Synopsis :
Cécile est mariée à Philippe, ils s'aiment mais s'ennuient. Lors d'un bal du 14 juillet, elle rencontre brièvement Vincent.
Cécile décide de partir 2 semaines à Londres pour poser pour des photos et comme le monde est petit, elle y rencontre Vincent qui passait par là.
Elle le repousse d'abord, voulant être fidèle à son Philippe, mais après de nombreux efforts du jeune homme oisif et rebelle, commence à avoir des sentiments pour lui.
Elle s'enfuit avec lui en Ecosse, deviennent amant et tombent amoureux mais l'heure est venue pour la belle de choisir...
Cette production binationale a une histoire, se passant en grande partie en Grande Bretagne, assez rudimentaire mais le principal n'est pas dans le récit mais plus dans la narration, autrement dit la forme.
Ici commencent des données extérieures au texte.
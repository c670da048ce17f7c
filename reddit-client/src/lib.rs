pub mod api;


use api::RedditApiClient;
use helperbot_core::{
    ConfigError, CoreError, FeedMode, FeedSource, RedditApiError, RedditPost, ReplyDispatcher,
};
use oauth2::basic::BasicClient;
use oauth2::http::header::{HeaderValue, USER_AGENT};
use oauth2::reqwest::async_http_client;
use oauth2::{
    AuthUrl, ClientId, ClientSecret, HttpRequest, ResourceOwnerPassword, ResourceOwnerUsername,
    Scope, TokenResponse, TokenUrl,
};
use serde::{Deserialize, Serialize};
use std::time::{Duration, SystemTime};
use tracing::{debug, error, info};

const REDDIT_AUTH_URL: &str = "https://www.reddit.com/api/v1/authorize";
const REDDIT_TOKEN_URL: &str = "https://www.reddit.com/api/v1/access_token";

/// Reddit issues script-app tokens for one hour.
const DEFAULT_TOKEN_LIFETIME: Duration = Duration::from_secs(3600);

/// Credentials of a Reddit "script" app acting as a single bot account.
#[derive(Debug, Clone)]
pub struct RedditOAuth2Config {
    pub client_id: String,
    pub client_secret: String,
    pub username: String,
    pub password: String,
    pub user_agent: String,
}

impl RedditOAuth2Config {
    pub fn new(
        client_id: String,
        client_secret: String,
        username: String,
        password: String,
        user_agent: String,
    ) -> Self {
        Self {
            client_id,
            client_secret,
            username,
            password,
            user_agent,
        }
    }

    /// Reads `REDDIT_CLIENT_ID`, `REDDIT_CLIENT_SECRET`, `REDDIT_USERNAME`,
    /// `REDDIT_PASSWORD` and the optional `REDDIT_USER_AGENT`.
    pub fn from_env() -> Result<Self, CoreError> {
        Self::from_lookup(|name| std::env::var(name).ok())
    }

    pub fn from_lookup<F>(lookup: F) -> Result<Self, CoreError>
    where
        F: Fn(&str) -> Option<String>,
    {
        let require = |name: &str| {
            lookup(name)
                .filter(|value| !value.trim().is_empty())
                .ok_or_else(|| ConfigError::MissingEnvironmentVariable {
                    var_name: name.to_string(),
                })
        };

        let client_id = require("REDDIT_CLIENT_ID")?;
        let client_secret = require("REDDIT_CLIENT_SECRET")?;
        let username = require("REDDIT_USERNAME")?;
        let password = require("REDDIT_PASSWORD")?;
        let user_agent = lookup("REDDIT_USER_AGENT")
            .filter(|value| !value.trim().is_empty())
            .unwrap_or_else(|| {
                format!(
                    "helperbot/{} by u/{}",
                    env!("CARGO_PKG_VERSION"),
                    username
                )
            });

        Ok(Self::new(
            client_id,
            client_secret,
            username,
            password,
            user_agent,
        ))
    }
}

#[derive(Debug, Clone, Serialize, Deserialize)]
pub struct RedditToken {
    pub access_token: String,
    pub expires_at: SystemTime,
    pub scope: Vec<String>,
}

impl RedditToken {
    pub fn is_expired(&self) -> bool {
        SystemTime::now() >= self.expires_at
    }
}

#[derive(Debug, Clone)]
pub enum AuthState {
    NotAuthenticated,
    Authenticated { token: RedditToken },
    TokenExpired { token: RedditToken },
}

pub struct RedditClient {
    config: RedditOAuth2Config,
    oauth_client: BasicClient,
    api_client: RedditApiClient,
    auth_state: AuthState,
}

impl RedditClient {
    pub fn new(config: RedditOAuth2Config) -> Result<Self, CoreError> {
        let auth_url = AuthUrl::new(REDDIT_AUTH_URL.to_string()).map_err(|e| {
            ConfigError::InvalidValue {
                field: "auth_url".to_string(),
                value: e.to_string(),
            }
        })?;
        let token_url = TokenUrl::new(REDDIT_TOKEN_URL.to_string()).map_err(|e| {
            ConfigError::InvalidValue {
                field: "token_url".to_string(),
                value: e.to_string(),
            }
        })?;

        let oauth_client = BasicClient::new(
            ClientId::new(config.client_id.clone()),
            Some(ClientSecret::new(config.client_secret.clone())),
            auth_url,
            Some(token_url),
        );
        let api_client = RedditApiClient::new(config.user_agent.clone())?;

        Ok(Self {
            config,
            oauth_client,
            api_client,
            auth_state: AuthState::NotAuthenticated,
        })
    }

    pub fn get_required_scopes() -> Vec<&'static str> {
        vec!["identity", "read", "submit"]
    }

    pub fn get_auth_state(&self) -> &AuthState {
        &self.auth_state
    }

    pub fn is_authenticated(&self) -> bool {
        matches!(&self.auth_state, AuthState::Authenticated { token } if !token.is_expired())
    }

    pub fn needs_refresh(&self) -> bool {
        match &self.auth_state {
            AuthState::TokenExpired { .. } => true,
            AuthState::Authenticated { token } => token.is_expired(),
            AuthState::NotAuthenticated => false,
        }
    }

    pub fn set_token(&mut self, token: RedditToken) {
        self.auth_state = if token.is_expired() {
            AuthState::TokenExpired { token }
        } else {
            AuthState::Authenticated { token }
        };
    }

    pub fn api(&self) -> &RedditApiClient {
        &self.api_client
    }

    /// Password grant for the bot account.
    pub async fn authenticate(&mut self) -> Result<(), CoreError> {
        info!("Authenticating with Reddit as u/{}", self.config.username);

        let username = ResourceOwnerUsername::new(self.config.username.clone());
        let password = ResourceOwnerPassword::new(self.config.password.clone());
        let user_agent = self.api().user_agent().to_string();
        let scopes = Self::get_required_scopes()
            .into_iter()
            .map(|scope| Scope::new(scope.to_string()));

        let token_response = self
            .oauth_client
            .exchange_password(&username, &password)
            .add_scopes(scopes)
            .request_async(move |mut request: HttpRequest| async move {
                // Reddit throttles requests without a descriptive user agent
                if let Ok(value) = HeaderValue::from_str(&user_agent) {
                    request.headers.insert(USER_AGENT, value);
                }
                async_http_client(request).await
            })
            .await
            .map_err(|e| {
                error!("Token exchange failed: {}", e);
                CoreError::RedditApi(RedditApiError::AuthenticationFailed {
                    reason: e.to_string(),
                })
            })?;

        let lifetime = token_response
            .expires_in()
            .unwrap_or(DEFAULT_TOKEN_LIFETIME);
        let scope = token_response
            .scopes()
            .map(|scopes| scopes.iter().map(|s| s.to_string()).collect())
            .unwrap_or_default();

        self.set_token(RedditToken {
            access_token: token_response.access_token().secret().clone(),
            expires_at: SystemTime::now() + lifetime,
            scope,
        });
        debug!("Reddit token valid for {:?}", lifetime);
        Ok(())
    }

    /// Authenticates when there is no usable token.
    pub async fn ensure_authenticated(&mut self) -> Result<(), CoreError> {
        if self.is_authenticated() {
            return Ok(());
        }
        if self.needs_refresh() {
            info!("Reddit token expired, requesting a new one");
        }
        self.authenticate().await
    }

    fn access_token(&self) -> Result<&str, CoreError> {
        match &self.auth_state {
            AuthState::Authenticated { token } if !token.is_expired() => {
                Ok(token.access_token.as_str())
            }
            AuthState::Authenticated { .. } | AuthState::TokenExpired { .. } => {
                Err(CoreError::RedditApi(RedditApiError::InvalidToken))
            }
            AuthState::NotAuthenticated => {
                Err(CoreError::RedditApi(RedditApiError::AuthenticationFailed {
                    reason: "Not authenticated with Reddit".to_string(),
                }))
            }
        }
    }
}

impl FeedSource for RedditClient {
    async fn fetch_posts(
        &self,
        subreddit: &str,
        mode: FeedMode,
        limit: u32,
    ) -> Result<Vec<RedditPost>, CoreError> {
        let access_token = self.access_token()?;
        let listing = self
            .api_client
            .get_subreddit_posts(access_token, subreddit, mode, limit)
            .await?;

        Ok(listing
            .data
            .children
            .into_iter()
            .map(|child| child.data.into())
            .collect())
    }
}

impl ReplyDispatcher for RedditClient {
    async fn reply(&self, post: &RedditPost, text: &str) -> Result<(), CoreError> {
        let access_token = self.access_token()?;
        self.api_client
            .submit_comment(access_token, &post.fullname(), text)
            .await?;
        Ok(())
    }
}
La bébé met du sien pour incarner l'objet des désirs de deux hommes dont l'un, le mari qui finira cocu, est joué par un Rochefort glabre qui apparait seulement dans les dix premières minutes du film.
Terzieff joue son rebelle qu'il connaissait bien à l'époque, un nonconformiste qui finira par dévoiler ses félures.
Notre Brigitte regrettée est celle qui m'a le plus impressionné : elle avait 15 ans de métier à l'époque, beaucoup moins encore devant elle et commençait à avoir depuis sacrément la main. Je l'ai rarement vu montrer autant de nuances dans son jeu.
Bardot est la raison principale pour laquelle ce film vaut son coup de mirettes, puis le swinging London et enfin la musique.